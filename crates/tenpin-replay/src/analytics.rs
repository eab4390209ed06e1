use std::fs;
use std::path::{Path, PathBuf};

use plotters::prelude::*;
use serde::Serialize;
use statrs::distribution::{ContinuousCDF, Normal};
use statrs::statistics::Statistics;
use tenpin_core::model::game::Game;
use tenpin_core::stats::{CareerStats, Stats, calculate_career_stats, calculate_stats};
use thiserror::Error;

const CONFIDENCE: f64 = 0.95;

#[derive(Debug, Error)]
pub enum AnalyticsError {
    #[error("{context}: {source}")]
    Io {
        context: &'static str,
        #[source]
        source: std::io::Error,
    },
    #[error("statistics failed: {0}")]
    Stats(String),
    #[error("failed to render plot: {0}")]
    Plot(String),
}

/// Per-game line of the summary table.
#[derive(Debug, Clone, Serialize)]
pub struct GameReport {
    pub session: String,
    pub game_id: String,
    pub complete: bool,
    pub total: u32,
    pub stats: Stats,
}

#[derive(Default)]
pub struct AnalyticsCollector {
    reports: Vec<GameReport>,
    games: Vec<Game>,
}

impl AnalyticsCollector {
    pub fn new() -> Self {
        Self::default()
    }

    pub fn record_game(&mut self, session: &str, game: &Game) -> &GameReport {
        let report = GameReport {
            session: session.to_string(),
            game_id: game.id().to_string(),
            complete: game.is_complete(),
            total: game.total_score(),
            stats: calculate_stats(game.frames()),
        };
        self.games.push(game.clone());
        self.reports.push(report);
        &self.reports[self.reports.len() - 1]
    }

    pub fn finalize(self, run_id: &str) -> Result<AnalyticsSummary, AnalyticsError> {
        let completed: Vec<Game> = self
            .games
            .into_iter()
            .filter(Game::is_complete)
            .collect();
        let career = calculate_career_stats(&completed);
        let scores: Vec<f64> = completed
            .iter()
            .map(|game| f64::from(game.total_score()))
            .collect();
        let score = ScoreDistribution::from_scores(&scores)?;

        Ok(AnalyticsSummary {
            run_id: run_id.to_string(),
            games: self.reports,
            career,
            score,
        })
    }
}

/// Spread of completed-game totals.
#[derive(Debug, Clone, Copy, Default, Serialize)]
pub struct ScoreDistribution {
    pub samples: usize,
    pub mean: f64,
    pub std_dev: f64,
    pub ci95: (f64, f64),
}

impl ScoreDistribution {
    fn from_scores(scores: &[f64]) -> Result<Self, AnalyticsError> {
        if scores.is_empty() {
            return Ok(Self::default());
        }
        let mean = scores.iter().mean();
        if scores.len() == 1 {
            return Ok(Self {
                samples: 1,
                mean,
                std_dev: 0.0,
                ci95: (mean, mean),
            });
        }

        let std_dev = scores.iter().std_dev();
        let normal = Normal::new(0.0, 1.0).map_err(|e| AnalyticsError::Stats(e.to_string()))?;
        let z = normal.inverse_cdf(0.5 + CONFIDENCE / 2.0);
        let margin = z * std_dev / (scores.len() as f64).sqrt();
        Ok(Self {
            samples: scores.len(),
            mean,
            std_dev,
            ci95: (mean - margin, mean + margin),
        })
    }
}

#[derive(Debug, Serialize)]
pub struct AnalyticsSummary {
    pub run_id: String,
    pub games: Vec<GameReport>,
    pub career: CareerStats,
    pub score: ScoreDistribution,
}

impl AnalyticsSummary {
    pub fn write_markdown(&self, path: impl AsRef<Path>) -> Result<(), AnalyticsError> {
        let mut rows = String::new();
        rows.push_str(&format!("# Replay Summary: {}\n\n", self.run_id));
        rows.push_str(&format!(
            "Completed games: {} | Average: {:.1} | High game: {} | Perfect games: {}\n\n",
            self.career.games, self.career.average_score, self.career.high_game, self.career.perfect_games
        ));
        rows.push_str(&format!(
            "Score mean {:.2}, std dev {:.2}, 95% CI [{:.2}, {:.2}] over {} games\n\n",
            self.score.mean, self.score.std_dev, self.score.ci95.0, self.score.ci95.1, self.score.samples
        ));
        rows.push_str("| Session | Game | Complete | Total | Strike % | Spare % | Splits | Split conv. % | Open | Avg 1st ball | Pocket % |\n");
        rows.push_str("|---------|------|----------|-------|----------|---------|--------|---------------|------|--------------|----------|\n");

        for game in &self.games {
            let stats = &game.stats;
            rows.push_str(&format!(
                "| {session} | {id} | {complete} | {total} | {strike:.1}% | {spare:.1}% | {splits} | {conversion:.1}% | {open} | {first:.1} | {pocket:.1}% |\n",
                session = game.session,
                id = game.game_id,
                complete = if game.complete { "Yes" } else { "No" },
                total = game.total,
                strike = stats.strike_percentage(),
                spare = stats.spare_percentage(),
                splits = stats.splits,
                conversion = stats.split_conversion_rate(),
                open = stats.open_frames,
                first = stats.average_first_ball_pins,
                pocket = stats.pocket_hit_rate(),
            ));
        }

        fs::write(path.as_ref(), rows).map_err(|e| AnalyticsError::Io {
            context: "writing summary markdown",
            source: e,
        })?;
        Ok(())
    }

    pub fn render_plot(&self, dir: impl AsRef<Path>) -> Result<PathBuf, AnalyticsError> {
        let dir = dir.as_ref();
        if !dir.as_os_str().is_empty() {
            fs::create_dir_all(dir).map_err(|e| AnalyticsError::Io {
                context: "creating plots directory",
                source: e,
            })?;
        }

        let output_path = dir.join("scores.png");
        let games = self.games.clone();
        let mean = self.score.mean;

        let prev_hook = std::panic::take_hook();
        std::panic::set_hook(Box::new(|_| {}));

        let plot_attempt = std::panic::catch_unwind(move || {
            let root = BitMapBackend::new(&output_path, (800, 480)).into_drawing_area();
            root.fill(&WHITE)
                .map_err(|e| AnalyticsError::Plot(e.to_string()))?;

            let mut chart = ChartBuilder::on(&root)
                .margin(20)
                .caption("Score per game", ("sans-serif", 22))
                .set_label_area_size(LabelAreaPosition::Left, 50)
                .set_label_area_size(LabelAreaPosition::Bottom, 60)
                .build_cartesian_2d(0..games.len().max(1), 0u32..300u32)
                .map_err(|e| AnalyticsError::Plot(e.to_string()))?;

            chart
                .configure_mesh()
                .disable_mesh()
                .y_desc("Total")
                .x_desc("Game")
                .x_label_formatter(&|idx| {
                    games
                        .get(*idx)
                        .map(|game| game.session.clone())
                        .unwrap_or_default()
                })
                .draw()
                .map_err(|e| AnalyticsError::Plot(e.to_string()))?;

            chart
                .draw_series(games.iter().enumerate().map(|(idx, game)| {
                    let color = if !game.complete {
                        &RED
                    } else if f64::from(game.total) >= mean {
                        &GREEN
                    } else {
                        &BLUE
                    };
                    Rectangle::new([(idx, 0), (idx + 1, game.total)], color.filled())
                }))
                .map_err(|e| AnalyticsError::Plot(e.to_string()))?;

            drop(chart);

            root.present()
                .map_err(|e| AnalyticsError::Plot(e.to_string()))?;

            drop(root);

            Ok(output_path)
        });

        std::panic::set_hook(prev_hook);

        match plot_attempt {
            Ok(result) => result,
            Err(_) => Err(AnalyticsError::Plot(
                "plotters panicked while rendering (missing font support?)".into(),
            )),
        }
    }
}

● ● ●

■ **WHAT IS NEEDED**
All of the material must be given again exactly.

■ **OUTPUT FOR THIS TASK**
filename crates/tenpin-replay/src/analytics.rs
repository eab4390209ed06e1
use std::fs;
use std::path::{Path, PathBuf};

use plotters::prelude::*;
use serde::Serialize;
use statrs::distribution::{ContinuousCDF, Normal};
use statrs::statistics::Statistics;
use tenpin_core::model::game::Game;
use tenpin_core::stats::{CareerStats, Stats, calculate_career_stats, calculate_stats};
use thiserror::Error;

const CONFIDENCE: f64 = 0.95;

#[derive(Debug, Error)]
pub enum AnalyticsError {
    #[error("{context}: {source}")]
    Io {
        context: &'static str,
        #[source]
        source: std::io::Error,
    },
    #[error("statistics failed: {0}")]
    Stats(String),
    #[error("failed to render plot: {0}")]
    Plot(String),
}

/// Per-game line of the summary table.
#[derive(Debug, Clone, Serialize)]
pub struct GameReport {
    pub session: String,
    pub game_id: String,
    pub complete: bool,
    pub total: u32,
    pub stats: Stats,
}

#[derive(Default)]
pub struct AnalyticsCollector {
    reports: Vec<GameReport>,
    games: Vec<Game>,
}

impl AnalyticsCollector {
    pub fn new() -> Self {
        Self::default()
    }

    pub fn record_game(&mut self, session: &str, game: &Game) -> &GameReport {
        let report = GameReport {
            session: session.to_string(),
            game_id: game.id().to_string(),
            complete: game.is_complete(),
            total: game.total_score(),
            stats: calculate_stats(game.frames()),
        };
        self.games.push(game.clone());
        self.reports.push(report);
        &self.reports[self.reports.len() - 1]
    }

    pub fn finalize(self, run_id: &str) -> Result<AnalyticsSummary, AnalyticsError> {
        let completed: Vec<Game> = self
            .games
            .into_iter()
            .filter(Game::is_complete)
            .collect();
        let career = calculate_career_stats(&completed);
        let scores: Vec<f64> = completed
            .iter()
            .map(|game| f64::from(game.total_score()))
            .collect();
        let score = ScoreDistribution::from_scores(&scores)?;

        Ok(AnalyticsSummary {
            run_id: run_id.to_string(),
            games: self.reports,
            career,
            score,
        })
    }
}

/// Spread of completed-game totals.
#[derive(Debug, Clone, Copy, Default, Serialize)]
pub struct ScoreDistribution {
    pub samples: usize,
    pub mean: f64,
    pub std_dev: f64,
    pub ci95: (f64, f64),
}

impl ScoreDistribution {
    fn from_scores(scores: &[f64]) -> Result<Self, AnalyticsError> {
        if scores.is_empty() {
            return Ok(Self::default());
        }
        let mean = scores.iter().mean();
        if scores.len() == 1 {
            return Ok(Self {
                samples: 1,
                mean,
                std_dev: 0.0,
                ci95: (mean, mean),
            });
        }

        let std_dev = scores.iter().std_dev();
        let normal = Normal::new(0.0, 1.0).map_err(|e| AnalyticsError::Stats(e.to_string()))?;
        let z = normal.inverse_cdf(0.5 + CONFIDENCE / 2.0);
        let margin = z * std_dev / (scores.len() as f64).sqrt();
        Ok(Self {
            samples: scores.len(),
            mean,
            std_dev,
            ci95: (mean - margin, mean + margin),
        })
    }
}

#[derive(Debug, Serialize)]
pub struct AnalyticsSummary {
    pub run_id: String,
    pub games: Vec<GameReport>,
    pub career: CareerStats,
    pub score: ScoreDistribution,
}

impl AnalyticsSummary {
    pub fn write_markdown(&self, path: impl AsRef<Path>) -> Result<(), AnalyticsError> {
        let mut rows = String::new();
        rows.push_str(&format!("# Replay Summary: {}\n\n", self.run_id));
        rows.push_str(&format!(
            "Completed games: {} | Average: {:.1} | High game: {} | Perfect games: {}\n\n",
            self.career.games, self.career.average_score, self.career.high_game, self.career.perfect_games
        ));
        rows.push_str(&format!(
            "Score mean {:.2}, std dev {:.2}, 95% CI [{:.2}, {:.2}] over {} games\n\n",
            self.score.mean, self.score.std_dev, self.score.ci95.0, self.score.ci95.1, self.score.samples
        ));
        rows.push_str("| Session | Game | Complete | Total | Strike % | Spare % | Splits | Split conv. % | Open | Avg 1st ball | Pocket % |\n");
        rows.push_str("|---------|------|----------|-------|----------|---------|--------|---------------|------|--------------|----------|\n");

        for game in &self.games {
            let stats = &game.stats;
            rows.push_str(&format!(
                "| {session} | {id} | {complete} | {total} | {strike:.1}% | {spare:.1}% | {splits} | {conversion:.1}% | {open} | {first:.1} | {pocket:.1}% |\n",
                session = game.session,
                id = game.game_id,
                complete = if game.complete { "Yes" } else { "No" },
                total = game.total,
                strike = stats.strike_percentage(),
                spare = stats.spare_percentage(),
                splits = stats.splits,
                conversion = stats.split_conversion_rate(),
                open = stats.open_frames,
                first = stats.average_first_ball_pins,
                pocket = stats.pocket_hit_rate(),
            ));
        }

        fs::write(path.as_ref(), rows).map_err(|e| AnalyticsError::Io {
            context: "writing summary markdown",
            source: e,
        })?;
        Ok(())
    }

    pub fn render_plot(&self, dir: impl AsRef<Path>) -> Result<PathBuf, AnalyticsError> {
        let dir = dir.as_ref();
        if !dir.as_os_str().is_empty() {
            fs::create_dir_all(dir).map_err(|e| AnalyticsError::Io {
                context: "creating plots directory",
                source: e,
            })?;
        }

        let output_path = dir.join("scores.png");
        let games = self.games.clone();
        let mean = self.score.mean;

        let prev_hook = std::panic::take_hook();
        std::panic::set_hook(Box::new(|_| {}));

        let plot_attempt = std::panic::catch_unwind(move || {
            let root = BitMapBackend::new(&output_path, (800, 480)).into_drawing_area();
            root.fill(&WHITE)
                .map_err(|e| AnalyticsError::Plot(e.to_string()))?;

            let mut chart = ChartBuilder::on(&root)
                .margin(20)
                .caption("Score per game", ("sans-serif", 22))
                .set_label_area_size(LabelAreaPosition::Left, 50)
                .set_label_area_size(LabelAreaPosition::Bottom, 60)
                .build_cartesian_2d(0..games.len().max(1), 0u32..300u32)
                .map_err(|e| AnalyticsError::Plot(e.to_string()))?;

            chart
                .configure_mesh()
                .disable_mesh()
                .y_desc("Total")
                .x_desc("Game")
                .x_label_formatter(&|idx| {
                    games
                        .get(*idx)
                        .map(|game| game.session.clone())
                        .unwrap_or_default()
                })
                .draw()
                .map_err(|e| AnalyticsError::Plot(e.to_string()))?;

            chart
                .draw_series(games.iter().enumerate().map(|(idx, game)| {
                    let color = if !game.complete {
                        &RED
                    } else if f64::from(game.total) >= mean {
                        &GREEN
                    } else {
                        &BLUE
                    };
                    Rectangle::new([(idx, 0), (idx + 1, game.total)], color.filled())
                }))
                .map_err(|e| AnalyticsError::Plot(e.to_string()))?;

            drop(chart);

            root.present()
                .map_err(|e| AnalyticsError::Plot(e.to_string()))?;

            drop(root);

            Ok(output_path)
        });

        std::panic::set_hook(prev_hook);

        match plot_attempt {
            Ok(result) => result,
            Err(_) => Err(AnalyticsError::Plot(
                "plotters panicked while rendering (missing font support?)".into(),
            )),
        }
    }
}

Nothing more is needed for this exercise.